So where are we? Ahhh, well communications with “The Believer” went quiet since I have tried to keep my sleep schedule somewhat normal. Being from New York, and trying to keep up with Australian time can be hard! So that kinda went out the window. Being bipolar and having to deal with sleep is so difficult it’s not even funny. You just lay in bed and scream at yourself to fall asleep. It’s so useless sometimes. Sigh.
Anyway, I got myself a person to help me get a regulated schedule. Before the “Believer” there was the “Adulterer” Another Aussie I hadn’t mentioned only because it wasn’t worth mentioning. He loves words. Some people are just turned on by it. I know I am one too. He has me on a strict regimen of being awake between the hours of 7am and 10am.(His 10pm – 1am). And even though it means I am engaging myself in an online affair, it’s keeping me sane and regulated. It’s a sin, it feels wrong, but I am at my end here. I want some type of structure and want my life to be worthwhile. I don’t know what any of it means at this point.
I had my first interview in a long time today. I bombed. I have too many restrictions. There is just so much money I can make being on disability, and trying to get a job as well as trying to explain why you can’t work more hours when they ask you to, is well… difficult. I am in a certain bracket where I have all this experience so trying to get a job beneath my skills the question that keeps coming up is “WHY????” I just don’t know.

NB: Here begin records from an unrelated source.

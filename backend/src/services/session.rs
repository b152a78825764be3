//! Session service hosting prediction flows
//!
//! Each session wraps one [`PredictionFlow`]. The service owns the user stats
//! and applies the stats reducer when a session's prediction completes.
//! Sessions past their TTL are swept on create, and the oldest session is
//! evicted once the registry is full.

use std::collections::HashMap;
use std::sync::Arc;
use std::time::Duration;

use chrono::{DateTime, Utc};
use rust_decimal::Decimal;
use serde::Serialize;
use shared::{FieldId, FormState, Section, UserStats};
use tokio::sync::RwLock;
use tokio::time::Instant;
use uuid::Uuid;

use crate::config::{Config, PredictorKind};
use crate::error::{AppError, AppResult};
use crate::external::{InferenceClient, MockPredictor, Predictor};
use crate::flow::{FlowCompletion, FlowOutcome, PredictionFlow, SubmissionState};

pub const DEFAULT_MAX_SESSIONS: usize = 1000;
pub const DEFAULT_SESSION_TTL: Duration = Duration::from_secs(3600);

/// Session service for managing hosted flows
#[derive(Clone)]
pub struct SessionService {
    sessions: Arc<RwLock<HashMap<Uuid, Session>>>,
    stats: Arc<RwLock<UserStats>>,
    predictor: Arc<dyn Predictor>,
    timeout: Duration,
    max_sessions: usize,
    session_ttl: Duration,
}

struct Session {
    flow: Arc<PredictionFlow>,
    created_at: DateTime<Utc>,
    started: Instant,
}

/// Session as returned to clients
#[derive(Debug, Clone, Serialize)]
pub struct SessionView {
    pub id: Uuid,
    pub created_at: DateTime<Utc>,
    pub step: u8,
    pub section: Section,
    pub section_title: String,
    pub fields: Vec<FieldId>,
    pub form: FormState,
    pub submission: SubmissionState,
}

impl SessionService {
    /// Create a new SessionService around an existing predictor
    pub fn new(predictor: Arc<dyn Predictor>, timeout: Duration) -> Self {
        Self {
            sessions: Arc::new(RwLock::new(HashMap::new())),
            stats: Arc::new(RwLock::new(UserStats::default())),
            predictor,
            timeout,
            max_sessions: DEFAULT_MAX_SESSIONS,
            session_ttl: DEFAULT_SESSION_TTL,
        }
    }

    /// Bound the registry by size and age
    pub fn with_limits(mut self, max_sessions: usize, session_ttl: Duration) -> Self {
        self.max_sessions = max_sessions.max(1);
        self.session_ttl = session_ttl;
        self
    }

    /// Create a SessionService with the predictor selected by configuration
    pub fn from_config(config: &Config) -> AppResult<Self> {
        let prediction = &config.prediction;
        let predictor: Arc<dyn Predictor> = match prediction.backend {
            PredictorKind::Mock => Arc::new(MockPredictor::new(prediction.delay())),
            PredictorKind::Remote => {
                let endpoint = config.inference.api_endpoint.clone().ok_or_else(|| {
                    AppError::Configuration("inference.api_endpoint is not set".to_string())
                })?;
                Arc::new(InferenceClient::new(
                    endpoint,
                    config.inference.api_key.clone(),
                    prediction.timeout(),
                )?)
            }
        };

        tracing::info!(predictor = predictor.name(), "Prediction backend ready");
        Ok(Self::new(predictor, prediction.timeout())
            .with_limits(prediction.max_sessions, prediction.session_ttl()))
    }

    pub fn predictor_name(&self) -> &str {
        self.predictor.name()
    }

    /// Start a new session with a fresh form
    pub async fn create(&self) -> SessionView {
        let (flow, completion) = PredictionFlow::new(Arc::clone(&self.predictor), self.timeout);
        let id = Uuid::new_v4();
        let session = Session {
            flow: Arc::new(flow),
            created_at: Utc::now(),
            started: Instant::now(),
        };

        self.watch_completion(id, completion);
        let view = Self::view(id, &session.flow, session.created_at).await;

        let mut sessions = self.sessions.write().await;
        self.evict(&mut sessions);
        sessions.insert(id, session);
        drop(sessions);

        tracing::info!(session_id = %id, "Session created");
        view
    }

    /// Drop expired sessions, then the oldest ones until a new one fits
    ///
    /// Dropping a session drops its flow, so a pending prediction is
    /// discarded and its completion watcher ends.
    fn evict(&self, sessions: &mut HashMap<Uuid, Session>) {
        let before = sessions.len();
        sessions.retain(|_, session| session.started.elapsed() < self.session_ttl);

        while sessions.len() >= self.max_sessions {
            let Some(oldest) = sessions
                .iter()
                .min_by_key(|(_, session)| session.started)
                .map(|(id, _)| *id)
            else {
                break;
            };
            sessions.remove(&oldest);
        }

        let evicted = before - sessions.len();
        if evicted > 0 {
            tracing::info!(evicted, remaining = sessions.len(), "Sessions evicted");
        }
    }

    /// Apply the stats reducer once the session's prediction completes
    fn watch_completion(&self, id: Uuid, completion: FlowCompletion) {
        let stats = Arc::clone(&self.stats);
        tokio::spawn(async move {
            match completion.wait().await {
                Some(FlowOutcome::Completed(_)) => {
                    let mut stats = stats.write().await;
                    stats.on_prediction_complete();
                    tracing::info!(
                        session_id = %id,
                        predictions = stats.predictions_count,
                        level = stats.level,
                        "Stats updated"
                    );
                }
                Some(FlowOutcome::Failed(reason)) => {
                    tracing::warn!(session_id = %id, %reason, "Prediction failed, stats unchanged");
                }
                None => tracing::debug!(session_id = %id, "Session discarded before completion"),
            }
        });
    }

    async fn flow(&self, id: Uuid) -> AppResult<(Arc<PredictionFlow>, DateTime<Utc>)> {
        let sessions = self.sessions.read().await;
        let session = sessions
            .get(&id)
            .ok_or_else(|| AppError::NotFound(format!("Session {}", id)))?;
        Ok((Arc::clone(&session.flow), session.created_at))
    }

    async fn view(id: Uuid, flow: &PredictionFlow, created_at: DateTime<Utc>) -> SessionView {
        let snapshot = flow.snapshot().await;
        SessionView {
            id,
            created_at,
            step: snapshot.step,
            section: snapshot.section,
            section_title: snapshot.section.title().to_string(),
            fields: snapshot.section.fields(),
            form: snapshot.form,
            submission: snapshot.submission,
        }
    }

    /// Get a session by ID
    pub async fn get(&self, id: Uuid) -> AppResult<SessionView> {
        let (flow, created_at) = self.flow(id).await?;
        Ok(Self::view(id, &flow, created_at).await)
    }

    /// Discard a session; a pending prediction is dropped with it
    pub async fn delete(&self, id: Uuid) -> AppResult<()> {
        self.sessions
            .write()
            .await
            .remove(&id)
            .ok_or_else(|| AppError::NotFound(format!("Session {}", id)))?;

        tracing::info!(session_id = %id, "Session discarded");
        Ok(())
    }

    /// Set a field by name
    pub async fn set_field(&self, id: Uuid, field: &str, value: f64) -> AppResult<SessionView> {
        let field: FieldId = field.parse()?;
        let (flow, _) = self.flow(id).await?;
        let stored: Decimal = flow.set_field(field, value).await?;

        tracing::debug!(session_id = %id, %field, %stored, "Field set");
        self.get(id).await
    }

    pub async fn next_step(&self, id: Uuid) -> AppResult<SessionView> {
        let (flow, _) = self.flow(id).await?;
        flow.advance_step().await;
        self.get(id).await
    }

    pub async fn previous_step(&self, id: Uuid) -> AppResult<SessionView> {
        let (flow, _) = self.flow(id).await?;
        flow.retreat_step().await;
        self.get(id).await
    }

    /// Submit the session's form for prediction
    pub async fn submit(&self, id: Uuid) -> AppResult<SessionView> {
        let (flow, _) = self.flow(id).await?;
        flow.submit().await?;
        self.get(id).await
    }

    /// Current user stats
    pub async fn stats(&self) -> UserStats {
        self.stats.read().await.clone()
    }

    pub async fn session_count(&self) -> usize {
        self.sessions.read().await.len()
    }
}
//! External prediction backends

pub mod inference;
pub mod predictor;

pub use inference::InferenceClient;
pub use predictor::{MockPredictor, PredictionError, Predictor};
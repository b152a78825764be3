//! Health check handlers

use axum::{extract::State, Json};
use serde::Serialize;

use crate::AppState;

#[derive(Serialize)]
pub struct HealthResponse {
    pub status: String,
    pub version: String,
    pub environment: String,
    pub predictor: String,
    pub active_sessions: usize,
}

/// Health check endpoint handler
pub async fn health_check(State(state): State<AppState>) -> Json<HealthResponse> {
    Json(HealthResponse {
        status: "healthy".to_string(),
        version: env!("CARGO_PKG_VERSION").to_string(),
        environment: state.config.environment.clone(),
        predictor: state.sessions.predictor_name().to_string(),
        active_sessions: state.sessions.session_count().await,
    })
}
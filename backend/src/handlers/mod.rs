//! HTTP handlers

mod fields;
mod health;
mod sessions;
mod stats;

pub use fields::*;
pub use health::*;
pub use sessions::*;
pub use stats::*;
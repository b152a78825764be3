//! Errors raised by the shared models

use thiserror::Error;

#[derive(Error, Debug, Clone, PartialEq, Eq)]
pub enum FieldError {
    #[error("Unknown field: {0}")]
    UnknownField(String),

    #[error("Step {0} is outside the form sections (1-3)")]
    InvalidStep(u8),
}
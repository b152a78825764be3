//! Prediction flow state machine
//!
//! A [`PredictionFlow`] owns one form, the section cursor, and the submission
//! state. Submission runs the configured [`Predictor`] on a background task;
//! the outcome is delivered once through the [`FlowCompletion`] handed out at
//! construction.
//!
//! ```text
//! Idle --submit--> Submitting --ok--> Complete
//!                             \--err/timeout--> Failed
//! ```
//!
//! Complete and Failed are terminal. Hosts drop the flow and build a new one.

use std::sync::Arc;
use std::time::Duration;

use rust_decimal::Decimal;
use serde::Serialize;
use shared::{FieldId, FormState, PredictionResult, Section, StepCursor};
use thiserror::Error;
use tokio::sync::{oneshot, Mutex};

use crate::external::{PredictionError, Predictor};

/// Where the prediction request stands
#[derive(Debug, Clone, PartialEq, Eq, Serialize)]
#[serde(tag = "status", content = "outcome", rename_all = "snake_case")]
pub enum SubmissionState {
    Idle,
    Submitting,
    Complete(PredictionResult),
    Failed(String),
}

impl SubmissionState {
    pub fn status(&self) -> &'static str {
        match self {
            SubmissionState::Idle => "idle",
            SubmissionState::Submitting => "submitting",
            SubmissionState::Complete(_) => "complete",
            SubmissionState::Failed(_) => "failed",
        }
    }

    pub fn is_idle(&self) -> bool {
        matches!(self, SubmissionState::Idle)
    }
}

/// Final result of a submission, delivered exactly once
#[derive(Debug, Clone, PartialEq, Eq)]
pub enum FlowOutcome {
    Completed(PredictionResult),
    Failed(String),
}

impl From<FlowOutcome> for SubmissionState {
    fn from(outcome: FlowOutcome) -> Self {
        match outcome {
            FlowOutcome::Completed(result) => SubmissionState::Complete(result),
            FlowOutcome::Failed(reason) => SubmissionState::Failed(reason),
        }
    }
}

#[derive(Error, Debug, Clone, PartialEq, Eq)]
pub enum FlowError {
    #[error("Form is not editable while {0}")]
    NotEditable(&'static str),

    #[error("Prediction already {0}")]
    AlreadySubmitted(&'static str),
}

/// Receiving end of a flow's outcome
#[derive(Debug)]
pub struct FlowCompletion(oneshot::Receiver<FlowOutcome>);

impl FlowCompletion {
    /// Wait for the outcome
    ///
    /// Resolves to `None` if the flow was dropped before it finished.
    pub async fn wait(self) -> Option<FlowOutcome> {
        self.0.await.ok()
    }
}

/// Point-in-time copy of a flow
#[derive(Debug, Clone, Serialize)]
pub struct FlowSnapshot {
    pub step: u8,
    pub section: Section,
    pub form: FormState,
    pub submission: SubmissionState,
}

struct FlowInner {
    form: FormState,
    step: StepCursor,
    submission: SubmissionState,
    completion: Option<oneshot::Sender<FlowOutcome>>,
}

/// Multi-section input form with a single asynchronous submission
pub struct PredictionFlow {
    inner: Arc<Mutex<FlowInner>>,
    predictor: Arc<dyn Predictor>,
    timeout: Duration,
}

impl PredictionFlow {
    /// Fresh flow with the default form on section 1
    pub fn new(predictor: Arc<dyn Predictor>, timeout: Duration) -> (Self, FlowCompletion) {
        let (tx, rx) = oneshot::channel();
        let inner = FlowInner {
            form: FormState::default(),
            step: StepCursor::default(),
            submission: SubmissionState::Idle,
            completion: Some(tx),
        };

        let flow = Self {
            inner: Arc::new(Mutex::new(inner)),
            predictor,
            timeout,
        };
        (flow, FlowCompletion(rx))
    }

    /// Set one field from a raw input value, clamped and step-rounded
    ///
    /// Only allowed while idle. Returns the stored value.
    pub async fn set_field(&self, field: FieldId, raw: f64) -> Result<Decimal, FlowError> {
        let mut inner = self.inner.lock().await;
        if !inner.submission.is_idle() {
            return Err(FlowError::NotEditable(inner.submission.status()));
        }

        let value = inner.form.set(field, raw);
        tracing::debug!(%field, raw, %value, "Field updated");
        Ok(value)
    }

    /// Move to the next section, saturating at the last
    pub async fn advance_step(&self) -> u8 {
        let mut inner = self.inner.lock().await;
        inner.step.advance();
        inner.step.get()
    }

    /// Move to the previous section, saturating at the first
    pub async fn retreat_step(&self) -> u8 {
        let mut inner = self.inner.lock().await;
        inner.step.retreat();
        inner.step.get()
    }

    /// Start the prediction
    ///
    /// The flow is `Submitting` by the time this returns. The predictor runs
    /// on a spawned task holding only a weak reference to the flow, so a flow
    /// dropped mid-submission never receives or reports its result.
    pub async fn submit(&self) -> Result<(), FlowError> {
        let snapshot = {
            let mut inner = self.inner.lock().await;
            if !inner.submission.is_idle() {
                tracing::warn!(status = inner.submission.status(), "Duplicate submit ignored");
                return Err(FlowError::AlreadySubmitted(inner.submission.status()));
            }
            inner.submission = SubmissionState::Submitting;
            inner.form.clone()
        };

        let flow = Arc::downgrade(&self.inner);
        let predictor = Arc::clone(&self.predictor);
        let timeout = self.timeout;

        tracing::info!(predictor = predictor.name(), "Prediction submitted");

        tokio::spawn(async move {
            let outcome = match tokio::time::timeout(timeout, predictor.predict(&snapshot)).await {
                Ok(Ok(result)) => FlowOutcome::Completed(result),
                Ok(Err(e)) => FlowOutcome::Failed(e.to_string()),
                Err(_) => FlowOutcome::Failed(PredictionError::Timeout(timeout).to_string()),
            };

            let Some(inner) = flow.upgrade() else {
                tracing::debug!("Flow discarded before prediction finished, dropping outcome");
                return;
            };

            let mut inner = inner.lock().await;
            match &outcome {
                FlowOutcome::Completed(result) => {
                    tracing::info!(best_crop = %result.best_crop.crop, "Prediction complete")
                }
                FlowOutcome::Failed(reason) => tracing::warn!(%reason, "Prediction failed"),
            }
            inner.submission = outcome.clone().into();
            if let Some(tx) = inner.completion.take() {
                // The host may have stopped listening; the state still records the outcome
                let _ = tx.send(outcome);
            }
        });

        Ok(())
    }

    pub async fn state(&self) -> SubmissionState {
        self.inner.lock().await.submission.clone()
    }

    pub async fn form(&self) -> FormState {
        self.inner.lock().await.form.clone()
    }

    pub async fn step(&self) -> u8 {
        self.inner.lock().await.step.get()
    }

    pub async fn snapshot(&self) -> FlowSnapshot {
        let inner = self.inner.lock().await;
        FlowSnapshot {
            step: inner.step.get(),
            section: inner.step.section(),
            form: inner.form.clone(),
            submission: inner.submission.clone(),
        }
    }
}
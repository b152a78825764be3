//! Shared types and models for the crop prediction flow
//!
//! This crate contains types shared between the backend, the frontend (via
//! WASM), and any inference service that speaks the same JSON.

pub mod error;
pub mod models;
pub mod validation;

pub use error::*;
pub use models::*;
pub use validation::*;
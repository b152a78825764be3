//! HTTP handlers for user stats

use axum::{extract::State, Json};
use shared::UserStats;

use crate::AppState;

/// Get the current user stats
pub async fn get_stats(State(state): State<AppState>) -> Json<UserStats> {
    Json(state.sessions.stats().await)
}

The lady who interviewed me was nice, not much older than me, and politely told me in an email “We are going in a different direction” Cool. I mean during the interview she said 20-25 hours and mornings and I just couldn’t do that. I would definitely go over my restrictions with that, and mornings are well hard. So I knew it was doomed to fail. Also I had lie upon lie compounded to try and avoid the “bipolar” question, like what is the reason you need restrictions? Because I am in school and I want to take full advantage of financial aid. Good lie right?
But I digress. Another disappointment. On the upside, my spirituality is in tact. I do feel closer to God these past few weeks. Even with the “Believer” not around. Not sure if I should contact the Southerner. He is probably too busy hating me anyway, he never responded to any of my whiny Skype messages. God I am pathetic. I just wish I could just get this shit together. My Dad screamed at me last night as if I was a 5 year old. That shook me to my core. I won’t go into details because the reason is so dumb, but yeah, I realized I was 36 years old, living with my parents. No job, no career, no boyfriend, no nothing. Has it really come to this? As the year closes I will be inching towards 37. I don’t want to be here. This doesn’t feel right.
And the sleep ugh. I went and got a drink this afternoon after the rejection email from the failed interview and had a little too much. Alcohol just makes me sleepy as it were. So I came home, (and you guessed it), slept like a baby for a few hours. This daytime sleeping has got to stop. WHY THE HELL CAN’T I SLEEP AT NIGHT!!!!???? God, its so frustrating.
So a little bit of sin with the Adulterer every morning, and a little bit of disappointment with a failed interview.
Welcome to my bipolar life. Ugh, what a crock.